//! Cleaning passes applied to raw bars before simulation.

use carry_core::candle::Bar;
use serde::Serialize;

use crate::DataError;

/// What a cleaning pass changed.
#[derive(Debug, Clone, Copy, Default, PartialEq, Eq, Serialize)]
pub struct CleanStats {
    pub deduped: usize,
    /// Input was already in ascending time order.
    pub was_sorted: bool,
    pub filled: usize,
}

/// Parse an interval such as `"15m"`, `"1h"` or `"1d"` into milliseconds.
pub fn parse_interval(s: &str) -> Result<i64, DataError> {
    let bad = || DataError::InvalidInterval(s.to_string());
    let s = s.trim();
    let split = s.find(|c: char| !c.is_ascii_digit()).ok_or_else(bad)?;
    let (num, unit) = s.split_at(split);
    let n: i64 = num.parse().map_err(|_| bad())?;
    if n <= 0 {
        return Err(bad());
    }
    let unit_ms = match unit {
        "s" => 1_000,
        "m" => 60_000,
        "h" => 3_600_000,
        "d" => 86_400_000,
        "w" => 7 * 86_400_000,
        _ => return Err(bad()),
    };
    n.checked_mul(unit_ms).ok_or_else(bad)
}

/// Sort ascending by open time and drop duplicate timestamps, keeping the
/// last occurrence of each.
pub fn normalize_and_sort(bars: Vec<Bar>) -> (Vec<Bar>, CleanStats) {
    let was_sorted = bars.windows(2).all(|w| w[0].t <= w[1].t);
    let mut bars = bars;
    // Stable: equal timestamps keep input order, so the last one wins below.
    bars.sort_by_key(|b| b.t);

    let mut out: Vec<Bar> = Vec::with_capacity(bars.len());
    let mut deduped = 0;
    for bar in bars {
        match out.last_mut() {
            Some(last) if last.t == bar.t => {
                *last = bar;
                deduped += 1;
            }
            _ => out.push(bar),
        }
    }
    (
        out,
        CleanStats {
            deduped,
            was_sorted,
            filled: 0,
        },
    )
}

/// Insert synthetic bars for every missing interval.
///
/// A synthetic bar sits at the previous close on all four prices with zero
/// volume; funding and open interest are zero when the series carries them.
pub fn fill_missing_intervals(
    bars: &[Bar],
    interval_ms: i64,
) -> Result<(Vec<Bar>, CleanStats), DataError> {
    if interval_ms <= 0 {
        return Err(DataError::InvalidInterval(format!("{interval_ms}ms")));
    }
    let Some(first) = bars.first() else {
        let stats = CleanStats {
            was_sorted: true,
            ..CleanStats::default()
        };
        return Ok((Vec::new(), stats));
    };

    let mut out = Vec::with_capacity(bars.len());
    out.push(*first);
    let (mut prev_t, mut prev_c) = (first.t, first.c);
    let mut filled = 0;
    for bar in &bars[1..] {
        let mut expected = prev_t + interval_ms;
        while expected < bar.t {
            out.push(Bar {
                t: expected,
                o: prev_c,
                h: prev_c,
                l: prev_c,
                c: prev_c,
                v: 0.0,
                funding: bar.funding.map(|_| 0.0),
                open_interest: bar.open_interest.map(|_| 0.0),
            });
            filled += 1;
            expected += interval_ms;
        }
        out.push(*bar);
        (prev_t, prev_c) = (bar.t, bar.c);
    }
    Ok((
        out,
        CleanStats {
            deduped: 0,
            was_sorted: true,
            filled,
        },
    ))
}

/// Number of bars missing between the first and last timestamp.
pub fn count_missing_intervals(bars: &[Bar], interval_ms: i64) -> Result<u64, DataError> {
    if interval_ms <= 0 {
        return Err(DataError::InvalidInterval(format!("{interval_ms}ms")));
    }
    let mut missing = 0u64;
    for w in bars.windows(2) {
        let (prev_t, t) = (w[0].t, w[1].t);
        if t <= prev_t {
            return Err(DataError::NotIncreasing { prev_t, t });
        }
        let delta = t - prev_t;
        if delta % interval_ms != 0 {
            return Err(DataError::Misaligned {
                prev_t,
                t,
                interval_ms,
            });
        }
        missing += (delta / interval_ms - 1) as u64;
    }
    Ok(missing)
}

* * * * * * *

• **Task**: Lines, not occurrences, are what count: report how many lines of the records above include the word "ascending", and nothing else.

• **Reply to the task**: 2